Le prix des cargaisons physiques de pétrole brut Brent s'est établi à 120,42 $ le baril mercredi, démontrant que l'offre de barils réels reste extrêmement tendue alors même que les prix à terme plongent suite à l'annonce d'un cessez-le-feu entre les États-Unis et l'Iran.
« Le marché était impatient de recevoir de bonnes nouvelles, mais il reste à voir si le détroit d'Ormuz s'ouvrira complètement », a déclaré Bob McNally, fondateur et président du Rapidan Energy Group, à CNN. « C'est là que tout se joue. »
L'écart entre le prix au comptant, connu sous le nom de Dated Brent, et le marché à terme est extrême. Alors que le Dated Brent se négocie au-dessus de 120 $, la référence mondiale du Brent à terme pour livraison en juin a chuté d'environ 16 % pour s'établir à environ 92 $ le baril. La fermeture de facto du détroit d'Ormuz, par lequel transite environ un quart du commerce mondial de pétrole par voie maritime, a créé la plus importante perturbation de l'offre de l'histoire du marché pétrolier.
La question clé est de savoir si le cessez-le-feu permettra aux 187 pétroliers actuellement à l'intérieur du Golfe, transportant 172 millions de barils de brut et de produits raffinés, de transiter par le détroit. Il existe des signes avant-coureurs de mouvement, mais des obstacles importants subsistent, notamment d'éventuels frais de transit imposés par l'Iran.

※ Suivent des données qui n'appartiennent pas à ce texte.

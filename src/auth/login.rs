//! # Login Flow
//!
//! The state machine behind every sign-in: password check, optional
//! second-factor challenge, token issuance, logout, refresh, and the
//! access-token check the rest of the application authenticates with.
//!
//! The flow holds no per-request state. The only thing that survives
//! between the password stage and the second-factor stage is a marker in
//! the ephemeral store, bounded by a short window.

use chrono::{DateTime, Duration, Utc};
use std::sync::Arc;
use tracing::info;

use super::crypto;
use super::ephemeral::{keys, EphemeralStore};
use super::errors::{AuthError, AuthResult};
use super::tokens::{TokenEngine, TokenKind};
use super::two_factor::TwoFactorEngine;
use super::user::{User, UserStore};

// ==================
// Outcomes
// ==================

/// A fully signed-in user with both session tokens
#[derive(Debug, Clone)]
pub struct AuthenticatedSession {
    pub user: User,
    pub access_token: String,
    pub refresh_token: String,
}

/// Result of the password stage
#[derive(Debug, Clone)]
pub enum LoginOutcome {
    /// No second factor configured; login is complete
    Authenticated(AuthenticatedSession),
    /// Password accepted; a second-factor code must follow within the window
    SecondFactorRequired { user_id: i64 },
}

// ==================
// Login Flow
// ==================

/// Orchestrates the multi-step login protocol
pub struct LoginFlow<U: UserStore, E: EphemeralStore> {
    users: Arc<U>,
    ephemeral: Arc<E>,
    tokens: Arc<TokenEngine>,
    two_factor: TwoFactorEngine<U>,
    pending_ttl: Duration,
}

impl<U: UserStore, E: EphemeralStore> LoginFlow<U, E> {
    pub fn new(
        users: Arc<U>,
        ephemeral: Arc<E>,
        tokens: Arc<TokenEngine>,
        two_factor: TwoFactorEngine<U>,
        pending_ttl: Duration,
    ) -> Self {
        Self {
            users,
            ephemeral,
            tokens,
            two_factor,
            pending_ttl,
        }
    }

    fn issue_session(&self, user: User, now: DateTime<Utc>) -> AuthResult<AuthenticatedSession> {
        let access_token = self.tokens.issue(user.id, TokenKind::Access, now)?;
        let refresh_token = self.tokens.issue(user.id, TokenKind::Refresh, now)?;
        Ok(AuthenticatedSession {
            user,
            access_token,
            refresh_token,
        })
    }

    /// Password stage
    ///
    /// Unknown email, an account with no password, and a wrong password are
    /// indistinguishable to the caller. A disabled account is reported as
    /// such, but only after the password checked out.
    pub fn submit(
        &self,
        email: &str,
        password: &str,
        now: DateTime<Utc>,
    ) -> AuthResult<LoginOutcome> {
        let user = self
            .users
            .find_by_email(email)?
            .ok_or(AuthError::InvalidCredentials)?;
        let hash = user
            .password_hash
            .as_deref()
            .ok_or(AuthError::InvalidCredentials)?;
        if !crypto::verify_password(password, hash)? {
            return Err(AuthError::InvalidCredentials);
        }
        if !user.is_active {
            return Err(AuthError::AccountDisabled);
        }

        if user.two_factor_enabled {
            self.ephemeral.set(
                &keys::second_factor_pending(user.id),
                "pending",
                self.pending_ttl,
                now,
            )?;
            info!(user_id = user.id, "password accepted, second factor required");
            return Ok(LoginOutcome::SecondFactorRequired { user_id: user.id });
        }

        info!(user_id = user.id, "login successful");
        Ok(LoginOutcome::Authenticated(self.issue_session(user, now)?))
    }

    /// Second-factor stage
    ///
    /// Requires a live pending marker, which only the password stage writes;
    /// without one the attempt is rejected no matter how good the code is.
    /// A failed code leaves the marker's deadline untouched.
    pub fn submit_second_factor(
        &self,
        user_id: i64,
        code: &str,
        now: DateTime<Utc>,
    ) -> AuthResult<AuthenticatedSession> {
        let pending_key = keys::second_factor_pending(user_id);
        if self.ephemeral.get(&pending_key, now)?.is_none() {
            return Err(AuthError::SecondFactorSessionExpired);
        }

        let user = self
            .two_factor
            .verify_factor(user_id, code, now)
            .map_err(|err| match err {
                // Do not confirm or deny the account's existence here
                AuthError::UserNotFound(_) => AuthError::SecondFactorSessionExpired,
                other => other,
            })?;
        if !user.is_active {
            return Err(AuthError::AccountDisabled);
        }

        self.ephemeral.remove(&pending_key, now)?;
        info!(user_id = user.id, "second factor accepted, login successful");
        self.issue_session(user, now)
    }

    /// Revoke whichever presented tokens are still live
    ///
    /// Idempotent: expired, malformed, missing, and already-revoked tokens
    /// all leave logout successful.
    pub fn logout(
        &self,
        access_token: Option<&str>,
        refresh_token: Option<&str>,
        now: DateTime<Utc>,
    ) -> AuthResult<()> {
        for token in [access_token, refresh_token].into_iter().flatten() {
            self.blacklist_if_live(token, now)?;
        }
        Ok(())
    }

    fn blacklist_if_live(&self, token: &str, now: DateTime<Utc>) -> AuthResult<()> {
        let claims = match self.tokens.verify(token, now) {
            Ok(claims) => claims,
            // Nothing left to revoke
            Err(_) => return Ok(()),
        };

        let key = keys::blacklist(token);
        if self.ephemeral.get(&key, now)?.is_none() {
            // The entry only needs to outlive the token itself
            self.ephemeral
                .set(&key, "revoked", claims.remaining(now), now)?;
            info!(user_id = claims.user_id, kind = %claims.kind, "token revoked");
        }
        Ok(())
    }

    /// Exchange a live refresh token for a new access token
    ///
    /// Every failure collapses to the same error: expired, malformed, wrong
    /// type, revoked, and unresolvable subject all look identical. The
    /// refresh token itself is not rotated.
    pub fn refresh(&self, refresh_token: &str, now: DateTime<Utc>) -> AuthResult<(User, String)> {
        self.check_refresh(refresh_token, now).map_err(|err| match err {
            AuthError::Internal(msg) => AuthError::Internal(msg),
            _ => AuthError::InvalidRefreshToken,
        })
    }

    fn check_refresh(&self, refresh_token: &str, now: DateTime<Utc>) -> AuthResult<(User, String)> {
        if self
            .ephemeral
            .get(&keys::blacklist(refresh_token), now)?
            .is_some()
        {
            return Err(AuthError::TokenBlacklisted);
        }

        let claims = self
            .tokens
            .verify_kind(refresh_token, TokenKind::Refresh, now)?;
        let user = self
            .users
            .find_by_id(claims.user_id)?
            .ok_or(AuthError::TokenInvalid)?;
        if !user.is_active {
            return Err(AuthError::AccountDisabled);
        }

        let access_token = self.tokens.issue(user.id, TokenKind::Access, now)?;
        Ok((user, access_token))
    }

    /// Resolve an access token to its user
    ///
    /// The blacklist is consulted before the signature, so a revoked token
    /// is reported as revoked even once it has also expired.
    pub fn authenticate(&self, access_token: &str, now: DateTime<Utc>) -> AuthResult<User> {
        if self
            .ephemeral
            .get(&keys::blacklist(access_token), now)?
            .is_some()
        {
            return Err(AuthError::TokenBlacklisted);
        }

        let claims = self.tokens.verify_kind(access_token, TokenKind::Access, now)?;
        let user = self
            .users
            .find_by_id(claims.user_id)?
            .ok_or(AuthError::TokenInvalid)?;
        if !user.is_active {
            return Err(AuthError::AccountDisabled);
        }
        Ok(user)
    }
}
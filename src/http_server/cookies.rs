//! # Session Cookies
//!
//! Hand-built `Set-Cookie` headers for the three session cookies. The two
//! token cookies are `HttpOnly`; `logged_in` is deliberately readable from
//! scripts so frontends can render signed-in state without holding tokens.

use axum::http::header::{InvalidHeaderValue, COOKIE};
use axum::http::{HeaderMap, HeaderValue};

pub const ACCESS_COOKIE: &str = "access_token";
pub const REFRESH_COOKIE: &str = "refresh_token";
pub const LOGGED_IN_COOKIE: &str = "logged_in";

/// SameSite policy
#[derive(Debug, Clone, Copy, PartialEq, Eq)]
pub enum SameSite {
    Lax,
    None,
}

impl std::fmt::Display for SameSite {
    fn fmt(&self, f: &mut std::fmt::Formatter<'_>) -> std::fmt::Result {
        match self {
            SameSite::Lax => write!(f, "Lax"),
            SameSite::None => write!(f, "None"),
        }
    }
}

/// Build one `Set-Cookie` header value
///
/// Browsers drop `SameSite=None` cookies without `Secure`, so that
/// combination always gets the flag regardless of `secure`.
pub fn set_cookie(
    name: &str,
    value: &str,
    max_age_secs: i64,
    http_only: bool,
    same_site: SameSite,
    secure: bool,
) -> Result<HeaderValue, InvalidHeaderValue> {
    let mut cookie = format!("{}={}; Path=/", name, value);
    if http_only {
        cookie.push_str("; HttpOnly");
    }
    cookie.push_str(&format!("; SameSite={}; Max-Age={}", same_site, max_age_secs));
    if secure || same_site == SameSite::None {
        cookie.push_str("; Secure");
    }
    HeaderValue::from_str(&cookie)
}

/// Expire a cookie immediately
pub fn clear_cookie(
    name: &str,
    http_only: bool,
    secure: bool,
) -> Result<HeaderValue, InvalidHeaderValue> {
    set_cookie(name, "", 0, http_only, SameSite::Lax, secure)
}

/// Read one cookie out of the request `Cookie` header
pub fn read_cookie(headers: &HeaderMap, name: &str) -> Option<String> {
    let header = headers.get(COOKIE)?;
    let value = header.to_str().ok()?;
    for pair in value.split(';') {
        let trimmed = pair.trim();
        let mut parts = trimmed.splitn(2, '=');
        let key = parts.next()?.trim();
        let val = parts.next()?.trim();
        if key == name {
            return Some(val.to_string());
        }
    }
    None
}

Le marché physique signale la pénurie
L'indice de référence Dated Brent, qui reflète le prix des barils réels pour livraison en mer du Nord, a atteint un record de 144,42 $ plus tôt ce mois-ci, selon S&P Global Energy Platts. Le prix actuel, supérieur à 120 $, montre que les raffineurs et les maisons de négoce paient toujours une prime massive pour sécuriser des barils destinés à une utilisation immédiate. Cette tension sur le marché physique est le résultat direct de l'arrêt de la production de producteurs du Moyen-Orient, dont l'Arabie saoudite, l'Irak et les Émirats arabes unis, pour un montant estimé à 7,5 millions de barils par jour.
Le marché à terme parie sur la paix
En revanche, le marché à terme a réagi par de fortes baisses à l'annonce d'un cessez-le-feu de deux semaines. Le WTI, la référence américaine, a chuté d'environ 19 % à environ 92 $ le baril, tandis que le Brent à terme a baissé de 16 %. Cette action sur les prix reflète l'optimisme quant au maintien du cessez-le-feu et à la réouverture du détroit d'Ormuz, permettant aux barils bloqués d'atteindre le marché mondial. Cependant, la durabilité de cet optimisme dépend entièrement du flux ininterrompu des pétroliers à travers la voie navigable dans les jours à venir.